# Dubai Marina



## blueskydiver (Aug 20, 2008)

My husband is presently in Dubai looking for an apartment at either the marina or Jumeriah Beach Residence area.. does any have any recommendations or opinions on which is nicer

Thanks


----------



## crazymazy1980 (Aug 2, 2008)

Just been looking in that area myself tonight. Both are really nice (but also quite expensive too)


----------



## qwert97 (Jun 2, 2008)

blueskydiver said:


> My husband is presently in Dubai looking for an apartment at either the marina or Jumeriah Beach Residence area.. does any have any recommendations or opinions on which is nicer
> 
> Thanks


Both are nice but very pricey.


----------



## Maz25 (Jul 6, 2008)

I live in JBR. I love the fact that I am close to the beach (not so important considering I grew up by the beach!) as well as the proximity to everything I need (very important!)! Not many places in the world where the optician is downstairs!!! It's a very nice and safe place to live!

The marina is also very nice, especially Marina Walk! Absolutely beautiful!!! I went down there last week and absolutely fell in love with the place! If you can afford Marina Walk, I would say head down there!


----------



## James - UK (Aug 18, 2008)

I agree with Maz entirely, JBR's location is fantastic, but for me only slightly (and becuase of the Marina walk) the Marina just pip's JBR! but only slightly! Both seem very similary priced,

Kind regards
James


----------



## blueskydiver (Aug 20, 2008)

Thanks to all...

To be honest it will probably come down to the first 2 bedroom apartment he can find with a good view... men can be so picky( just kiddin).. not like us women


----------



## stevieboy1980 (Sep 9, 2008)

me and my wife live in dubai marina, marina towers, very nnice area, lovely view, much preferred it to jbr...


----------



## Sean2008 (Sep 9, 2008)

Hi Stevie, do you mean Marina View Towers? 



stevieboy1980 said:


> me and my wife live in dubai marina, marina towers, very nnice area, lovely view, much preferred it to jbr...


----------



## stevieboy1980 (Sep 9, 2008)

no, marina towers, its near grovesner house mate


----------



## blueskydiver (Aug 20, 2008)

Does anyone know anything about the Rimal apartments.. 
thanks


----------



## Maz25 (Jul 6, 2008)

All the JBR buildings are identical! I live in JBR as well and as I said above, it's a nice place to live. There are swimming pools there but do not expect to find a free resident's gym though. The beach is also within walking distance and so are a lot of nice restaurants and cafes!

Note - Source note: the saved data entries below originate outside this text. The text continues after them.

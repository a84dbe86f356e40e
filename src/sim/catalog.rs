//! Building catalog
//!
//! The fixed set of obstacle variants a session may spawn. Dimensions belong
//! to the variant; nothing about a building's size is randomized.

use std::collections::HashSet;
use std::fmt;

use serde::{Deserialize, Serialize};

/// Index of a variant inside its [`Catalog`]
#[derive(Debug, Clone, Copy, PartialEq, Eq, Hash, PartialOrd, Ord, Serialize, Deserialize)]
pub struct VariantId(pub usize);

/// One kind of building
#[derive(Debug, Clone, PartialEq, Serialize, Deserialize)]
pub struct ObstacleVariant {
    /// Stable name, unique within a catalog
    pub name: String,
    pub width: f32,
    pub height: f32,
    /// Visual reference handed to the renderer
    pub asset: String,
}

impl ObstacleVariant {
    pub fn new(name: impl Into<String>, width: f32, height: f32, asset: impl Into<String>) -> Self {
        Self {
            name: name.into(),
            width,
            height,
            asset: asset.into(),
        }
    }
}

#[derive(Debug, Clone, PartialEq)]
pub enum CatalogError {
    Empty,
    InvalidDimensions { name: String, width: f32, height: f32 },
    DuplicateName { name: String },
    Parse { message: String },
}

impl fmt::Display for CatalogError {
    fn fmt(&self, f: &mut fmt::Formatter<'_>) -> fmt::Result {
        match self {
            Self::Empty => write!(f, "catalog has no variants"),
            Self::InvalidDimensions {
                name,
                width,
                height,
            } => write!(f, "variant {name} has invalid size {width}x{height}"),
            Self::DuplicateName { name } => write!(f, "variant name {name} appears twice"),
            Self::Parse { message } => write!(f, "catalog parse error: {message}"),
        }
    }
}

impl std::error::Error for CatalogError {}

/// Immutable, validated list of variants. The first entry is the opener.
#[derive(Debug, Clone, PartialEq, Serialize)]
pub struct Catalog {
    variants: Vec<ObstacleVariant>,
}

/// (asset, width, height) of the stock buildings
const REFERENCE_BUILDINGS: [(&str, f32, f32); 11] = [
    ("building1.png", 85.0, 68.0),
    ("building2.png", 94.0, 94.0),
    ("building3.png", 105.0, 77.0),
    ("building4.png", 34.0, 126.0),
    ("building5.png", 112.0, 94.0),
    ("building6.png", 94.0, 85.0),
    ("building7.png", 100.0, 101.0),
    ("building8.png", 201.0, 102.0),
    ("building9.png", 133.0, 111.0),
    ("building10.png", 128.0, 128.0),
    ("building11.png", 95.0, 95.0),
];

impl Catalog {
    pub fn new(variants: Vec<ObstacleVariant>) -> Result<Self, CatalogError> {
        if variants.is_empty() {
            return Err(CatalogError::Empty);
        }

        let mut seen = HashSet::new();
        for v in &variants {
            // Also rejects NaN
            if !(v.width > 0.0 && v.height > 0.0) {
                return Err(CatalogError::InvalidDimensions {
                    name: v.name.clone(),
                    width: v.width,
                    height: v.height,
                });
            }
            if !seen.insert(v.name.as_str()) {
                return Err(CatalogError::DuplicateName {
                    name: v.name.clone(),
                });
            }
        }

        Ok(Self { variants })
    }

    /// The eleven stock buildings
    pub fn reference() -> Self {
        let variants = REFERENCE_BUILDINGS
            .iter()
            .enumerate()
            .map(|(i, (asset, w, h))| {
                ObstacleVariant::new(format!("building{}", i + 1), *w, *h, *asset)
            })
            .collect();
        Self { variants }
    }

    /// Load a catalog from a JSON array of variants
    pub fn from_json(json: &str) -> Result<Self, CatalogError> {
        let variants: Vec<ObstacleVariant> =
            serde_json::from_str(json).map_err(|e| CatalogError::Parse {
                message: e.to_string(),
            })?;
        Self::new(variants)
    }

    pub fn len(&self) -> usize {
        self.variants.len()
    }

    pub fn is_empty(&self) -> bool {
        self.variants.is_empty()
    }

    pub fn get(&self, id: VariantId) -> Option<&ObstacleVariant> {
        self.variants.get(id.0)
    }

    /// Variant forced as the first spawn of every session
    pub fn opener(&self) -> VariantId {
        VariantId(0)
    }

    pub fn iter(&self) -> impl Iterator<Item = (VariantId, &ObstacleVariant)> {
        self.variants
            .iter()
            .enumerate()
            .map(|(i, v)| (VariantId(i), v))
    }
}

Depending on the building you live in and the apartment, you will have either a beach, community or partial marina view!


----------



## Kansaag (Aug 6, 2008)

blueskydiver said:


> Does anyone know anything about the Rimal apartments..
> thanks


Rimal is in JBR. Good block, good area. Easy to get a taxi. Spinneys nearby (in Marine). At present, you can still have free access to beach and go for a swim or walk.


----------



## aberdeen quine (Aug 11, 2008)

Hi, we moved into the marina 2 months ago. Iris blue apartments next to the grosvenor hotel and that cost us 220,000aed and believe it ia now up another 20k?


----------



## James - UK (Aug 18, 2008)

Im looking at the moment for a 2br apartment around the Marina/JBR and even the greens, I cannot beleive how much the prices have rose in 6 weeks!!!!

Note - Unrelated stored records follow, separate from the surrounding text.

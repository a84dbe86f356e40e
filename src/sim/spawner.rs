//! Building spawner
//!
//! Fires when the time since the last spawn exceeds the current interval, then
//! draws the next interval from the difficulty bounds. At most one building per
//! check, so a long frame never produces a burst.

use rand::{Rng, SeedableRng};
use rand_pcg::Pcg32;

use super::catalog::{Catalog, VariantId};
use super::difficulty::Difficulty;
use super::state::Obstacle;

#[derive(Debug, Clone)]
pub struct ObstacleSpawner {
    rng: Pcg32,
    last_spawn_ms: f64,
    interval_ms: u32,
    /// Variant of the previous spawn this session (None until the opener)
    previous: Option<VariantId>,
}

impl ObstacleSpawner {
    pub fn new(seed: u64, initial_delay_ms: u32) -> Self {
        Self {
            rng: Pcg32::seed_from_u64(seed),
            last_spawn_ms: 0.0,
            interval_ms: initial_delay_ms,
            previous: None,
        }
    }

    /// Restart the schedule at `now_ms`. The RNG stream carries on.
    pub fn reset(&mut self, now_ms: f64, initial_delay_ms: u32) {
        self.last_spawn_ms = now_ms;
        self.interval_ms = initial_delay_ms;
        self.previous = None;
    }

    pub fn interval_ms(&self) -> u32 {
        self.interval_ms
    }

    pub fn last_spawn_ms(&self) -> f64 {
        self.last_spawn_ms
    }

    pub fn previous(&self) -> Option<VariantId> {
        self.previous
    }

    /// Spawn a building at `spawn_x` if the interval has elapsed
    pub fn maybe_spawn(
        &mut self,
        now_ms: f64,
        difficulty: &Difficulty,
        catalog: &Catalog,
        spawn_x: f32,
        ground_line: f32,
    ) -> Option<Obstacle> {
        if now_ms - self.last_spawn_ms <= f64::from(self.interval_ms) {
            return None;
        }

        // Resolve the variant before touching the schedule
        let variant = self.pick_variant(catalog);
        let spec = catalog.get(variant)?;

        self.interval_ms = self.draw_interval(difficulty);
        self.previous = Some(variant);
        self.last_spawn_ms = now_ms;

        log::debug!(
            "spawn {} at t={now_ms:.0}ms, next in {}ms",
            spec.name,
            self.interval_ms
        );
        Some(Obstacle::new(variant, spec, spawn_x, ground_line))
    }

    fn draw_interval(&mut self, difficulty: &Difficulty) -> u32 {
        let jitter = if difficulty.interval_jitter_ms > 0 {
            self.rng.random_range(0..difficulty.interval_jitter_ms)
        } else {
            0
        };
        difficulty.interval_base_ms.saturating_add(jitter)
    }

    /// Opener first, then uniform over every variant except the previous one
    fn pick_variant(&mut self, catalog: &Catalog) -> VariantId {
        let Some(previous) = self.previous else {
            return catalog.opener();
        };
        let n = catalog.len();
        if n < 2 {
            return previous;
        }
        let idx = self.rng.random_range(0..n - 1);
        // Skip over the previous variant
        VariantId(if idx >= previous.0 { idx + 1 } else { idx })
    }
}

#[cfg(test)]
mod tests {
    use super::*;
    use crate::sim::catalog::ObstacleVariant;
    use crate::tuning::DifficultyParams;
    use proptest::prelude::*;

    const SPAWN_X: f32 = 1280.0;
    const GROUND_LINE: f32 = 690.0;

    fn initial() -> Difficulty {
        Difficulty::initial(&DifficultyParams::default())
    }

    #[test]
    fn test_waits_for_initial_delay() {
        let catalog = Catalog::reference();
        let mut spawner = ObstacleSpawner::new(7, 3000);
        spawner.reset(1_000.0, 3000);

        let d = initial();
        assert!(spawner.maybe_spawn(2_000.0, &d, &catalog, SPAWN_X, GROUND_LINE).is_none());
        // Threshold is strict
        assert!(spawner.maybe_spawn(4_000.0, &d, &catalog, SPAWN_X, GROUND_LINE).is_none());
        let first = spawner.maybe_spawn(4_001.0, &d, &catalog, SPAWN_X, GROUND_LINE);
        assert!(first.is_some());
    }

    #[test]
    fn test_opener_is_forced() {
        let catalog = Catalog::reference();
        for seed in 0..20 {
            let mut spawner = ObstacleSpawner::new(seed, 0);
            let o = spawner
                .maybe_spawn(1.0, &initial(), &catalog, SPAWN_X, GROUND_LINE)
                .expect("spawn");
            assert_eq!(o.variant, catalog.opener());
            assert_eq!(o.pos.x, SPAWN_X);
            assert_eq!(o.pos.y, GROUND_LINE - 68.0);
        }
    }

    #[test]
    fn test_reset_forces_opener_again() {
        let catalog = Catalog::reference();
        let mut spawner = ObstacleSpawner::new(3, 0);
        let mut now = 0.0;
        for _ in 0..5 {
            now += 10_000.0;
            spawner.maybe_spawn(now, &initial(), &catalog, SPAWN_X, GROUND_LINE);
        }
        spawner.reset(now, 0);
        let o = spawner
            .maybe_spawn(now + 1.0, &initial(), &catalog, SPAWN_X, GROUND_LINE)
            .expect("spawn");
        assert_eq!(o.variant, catalog.opener());
    }

    #[test]
    fn test_interval_within_bounds() {
        let catalog = Catalog::reference();
        let mut spawner = ObstacleSpawner::new(11, 0);
        let d = initial();
        let mut now = 0.0;
        for _ in 0..200 {
            now += 5_000.0;
            spawner.maybe_spawn(now, &d, &catalog, SPAWN_X, GROUND_LINE);
            let interval = spawner.interval_ms();
            assert!(interval >= d.interval_base_ms);
            assert!(interval < d.interval_base_ms + d.interval_jitter_ms);
        }
    }

    #[test]
    fn test_zero_jitter_uses_base() {
        let catalog = Catalog::reference();
        let mut spawner = ObstacleSpawner::new(1, 0);
        let d = Difficulty {
            scroll_speed: 12,
            interval_base_ms: 400,
            interval_jitter_ms: 0,
        };
        spawner.maybe_spawn(1.0, &d, &catalog, SPAWN_X, GROUND_LINE);
        assert_eq!(spawner.interval_ms(), 400);
    }

    #[test]
    fn test_single_variant_catalog_repeats() {
        let catalog = Catalog::new(vec![ObstacleVariant::new("only", 50.0, 50.0, "only.png")])
            .expect("valid");
        let mut spawner = ObstacleSpawner::new(1, 0);
        let mut now = 0.0;
        for _ in 0..3 {
            now += 10_000.0;
            let o = spawner
                .maybe_spawn(now, &initial(), &catalog, SPAWN_X, GROUND_LINE)
                .expect("spawn");
            assert_eq!(o.variant, VariantId(0));
        }
    }

    #[test]
    fn test_same_seed_same_sequence() {
        let catalog = Catalog::reference();
        let run = |seed| {
            let mut spawner = ObstacleSpawner::new(seed, 0);
            (1..=30)
                .filter_map(|i| {
                    let now = i as f64 * 5_000.0;
                    spawner.maybe_spawn(now, &initial(), &catalog, SPAWN_X, GROUND_LINE)
                })
                .map(|o| o.variant)
                .collect::<Vec<_>>()
        };
        assert_eq!(run(42), run(42));
    }

    #[test]
    fn test_huge_interval_saturates() {
        let catalog = Catalog::reference();
        let mut spawner = ObstacleSpawner::new(3, 0);
        let d = Difficulty {
            scroll_speed: 12,
            interval_base_ms: u32::MAX,
            interval_jitter_ms: 1_000,
        };
        assert!(spawner.maybe_spawn(1.0, &d, &catalog, SPAWN_X, GROUND_LINE).is_some());
        assert_eq!(spawner.interval_ms(), u32::MAX);
    }

    #[test]
    fn test_unknown_variant_leaves_schedule_alone() {
        let catalog = Catalog::reference();
        let mut spawner = ObstacleSpawner::new(11, 0);
        let d = initial();
        spawner.maybe_spawn(1.0, &d, &catalog, SPAWN_X, GROUND_LINE);
        spawner.maybe_spawn(10_000.0, &d, &catalog, SPAWN_X, GROUND_LINE);
        let previous = spawner.previous().expect("spawned twice");
        assert_ne!(previous, VariantId(0));

        // Smaller catalog than the one the previous building came from
        let tiny = Catalog::new(vec![ObstacleVariant::new("shed", 40.0, 40.0, "shed.png")])
            .expect("valid");
        let interval = spawner.interval_ms();
        let last = spawner.last_spawn_ms();
        assert!(spawner.maybe_spawn(50_000.0, &d, &tiny, SPAWN_X, GROUND_LINE).is_none());
        assert_eq!(spawner.interval_ms(), interval);
        assert_eq!(spawner.last_spawn_ms(), last);
        assert_eq!(spawner.previous(), Some(previous));
    }

    proptest! {
        #[test]
        fn prop_no_consecutive_repeats(seed in any::<u64>(), checks in 2usize..80) {
            let catalog = Catalog::reference();
            let mut spawner = ObstacleSpawner::new(seed, 0);
            let mut now = 0.0;
            let mut last: Option<VariantId> = None;
            for i in 0..checks {
                now += 5_000.0;
                let o = spawner.maybe_spawn(now, &initial(), &catalog, SPAWN_X, GROUND_LINE);
                let o = o.expect("interval always elapsed");
                if i == 0 {
                    prop_assert_eq!(o.variant, catalog.opener());
                }
                prop_assert_ne!(Some(o.variant), last);
                last = Some(o.variant);
            }
        }
    }
}
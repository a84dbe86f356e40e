//! Read-only frame snapshot handed to renderers

use glam::Vec2;

use crate::sim::GameSession;

pub const MAMMOTH_ASSET: &str = "mammoth.png";
pub const DEAD_MAMMOTH_ASSET: &str = "dead.png";
pub const BACKGROUND_ASSET: &str = "background.png";

/// One image placed on the canvas
#[derive(Debug, Clone, Copy, PartialEq)]
pub struct Sprite<'a> {
    pub asset: &'a str,
    pub pos: Vec2,
    pub size: Vec2,
}

/// Everything needed to draw one frame, back to front
#[derive(Debug, Clone, PartialEq)]
pub struct FrameView<'a> {
    /// Fills the viewport
    pub background: Sprite<'a>,
    /// Buildings in spawn order
    pub obstacles: Vec<Sprite<'a>>,
    pub mammoth: Sprite<'a>,
    pub alive: bool,
}

impl<'a> FrameView<'a> {
    pub fn capture(session: &'a GameSession) -> Self {
        let viewport = session.viewport();
        let catalog = session.catalog();

        let obstacles = session
            .obstacles()
            .iter()
            .filter_map(|o| {
                catalog.get(o.variant).map(|v| Sprite {
                    asset: v.asset.as_str(),
                    pos: o.pos,
                    size: o.size,
                })
            })
            .collect();

        let mammoth = session.mammoth();
        let asset = if mammoth.alive {
            MAMMOTH_ASSET
        } else {
            DEAD_MAMMOTH_ASSET
        };

        Self {
            background: Sprite {
                asset: BACKGROUND_ASSET,
                pos: Vec2::ZERO,
                size: Vec2::new(viewport.width, viewport.height),
            },
            obstacles,
            mammoth: Sprite {
                asset,
                pos: mammoth.pos,
                size: mammoth.size,
            },
            alive: mammoth.alive,
        }
    }
}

I heard on the grape vine that the beach infront of JBR is going to be made into beach clubs once Oasis has been levelled? Very sad news if its true! 

James


----------



## aberdeen quine (Aug 11, 2008)

Yeah it is scary! Our landlord visited last week to inform us that his other apartment in this blocks new price, also checked on the betterhomes web page to confirm and yip it's up in price. It's amazing how quick they are increasing! companies are surely going to call a halt and refuse to pay the cost. I believe the greens/springs and ranches are cheaper.
Not sure about the rumours as there are many regarding that area.


----------



## Maz25 (Jul 6, 2008)

Shocking really! Whilst the Marina/ JBR are really nice, I still think that you are paying for the name rather than the actual apartment! I live in JBR and to be honest, I think that you can get more for your money by moving a little bit further out! At least the buildings in the Marina have a gym!


----------



## James - UK (Aug 18, 2008)

Maz25 said:


> Shocking really! Whilst the Marina/ JBR are really nice, I still think that you are paying for the name rather than the actual apartment! I live in JBR and to be honest, I think that you can get more for your money by moving a little bit further out! At least the buildings in the Marina have a gym!

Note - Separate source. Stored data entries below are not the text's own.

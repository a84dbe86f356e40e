//! Mammoth Run - a side-scrolling obstacle runner
//!
//! Core modules:
//! - `sim`: Deterministic simulation (physics, spawning, collisions, session)
//! - `renderer`: Frame snapshots, asset cache and the Canvas2D renderer
//! - `platform`: Browser/native platform abstraction (clock, input, event dispatch)
//! - `audio`: Jump/death sound cues
//! - `ui`: Scoreboard and game-over notice
//! - `tuning`: Data-driven game balance

pub mod audio;
pub mod platform;
pub mod renderer;
pub mod settings;
pub mod sim;
pub mod tuning;
pub mod ui;

pub use settings::Settings;
pub use tuning::{Tuning, TuningError};

/// Game configuration constants
///
/// All distances are in canvas pixels, all durations in milliseconds.
/// Physics constants are applied once per animation frame.
pub mod consts {
    /// Actor ground line is this far above the bottom of the viewport
    pub const ELEVATED_GROUND_LEVEL: f32 = 160.0;
    /// Buildings stand on a line this far above the bottom of the viewport
    pub const BUILDING_GROUND_LEVEL: f32 = 30.0;

    /// Mammoth box (x is fixed, the world scrolls)
    pub const MAMMOTH_X: f32 = 50.0;
    pub const MAMMOTH_WIDTH: f32 = 120.0;
    pub const MAMMOTH_HEIGHT: f32 = 120.0;

    /// Per-frame gravity: impulse decay while ascending, fall rate otherwise
    pub const GRAVITY: f32 = 10.0;
    /// Impulse applied by a jump
    pub const MAX_JUMP_IMPULSE: f32 = 65.0;
    /// Jumps allowed before touching ground again (double jump)
    pub const MAX_JUMPS: u8 = 2;

    /// Hitbox shrink applied to every edge of a building
    pub const HITBOX_BUFFER: f32 = 30.0;

    /// Scroll speed at score 0 (pixels per frame)
    pub const INITIAL_SCROLL_SPEED: u32 = 12;
    /// Scroll speed never exceeds this
    pub const MAX_SCROLL_SPEED: u32 = 24;
    /// Score points per +1 scroll speed
    pub const SPEED_STEP_SCORE: u32 = 5;

    /// Spawn interval = base + uniform [0, jitter)
    pub const SPAWN_BASE_MS: u32 = 500;
    pub const SPAWN_BASE_STEP_MS: u32 = 50;
    pub const SPAWN_BASE_FLOOR_MS: u32 = 300;
    pub const SPAWN_JITTER_MS: u32 = 2000;
    pub const SPAWN_JITTER_STEP_MS: u32 = 200;
    pub const SPAWN_JITTER_FLOOR_MS: u32 = 800;
    /// Score points per spawn-interval tightening step
    pub const INTERVAL_STEP_SCORE: u32 = 10;

    /// Threshold before the first building of a session
    pub const INITIAL_SPAWN_DELAY_MS: u32 = 3000;

    /// Dead-frame render window before the game-over notice
    pub const GAME_OVER_DELAY_MS: u32 = 100;
}

/// Axis-aligned size of a canvas
#[derive(Debug, Clone, Copy, PartialEq, serde::Serialize, serde::Deserialize)]
pub struct Viewport {
    pub width: f32,
    pub height: f32,
}

impl Viewport {
    pub fn new(width: f32, height: f32) -> Self {
        Self { width, height }
    }
}

impl Default for Viewport {
    fn default() -> Self {
        Self::new(1280.0, 720.0)
    }
}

Yeah Maz, I heard that they JBR do not have gyms, was that an over sight or simply away for them to make more money through memberships?

I agree with the prices tho, its crazy at the moment! Im living up the greens at the moment and to be honest I do like it here, its very communal and friendly. My ideal place would be the Golf towers however they appear to be like gold dust at the moment! ha ha, more happy hunting after Eid!


----------



## aberdeen quine (Aug 11, 2008)

Yeah, we have a gym in the apartment but it is always to busy along with the pool area. Wish we had moved into the one in the JBR. At least you have shops etc within walking distance their, I have still to get a taxi to spinneys etc. The greens is a better place for mixing and meeting people. Here you get snubbed in the lift and ignored at the pool when you get a space!


----------



## Maz25 (Jul 6, 2008)

aberdeen quine said:


> Here you get snubbed in the lift and ignored at the pool when you get a space!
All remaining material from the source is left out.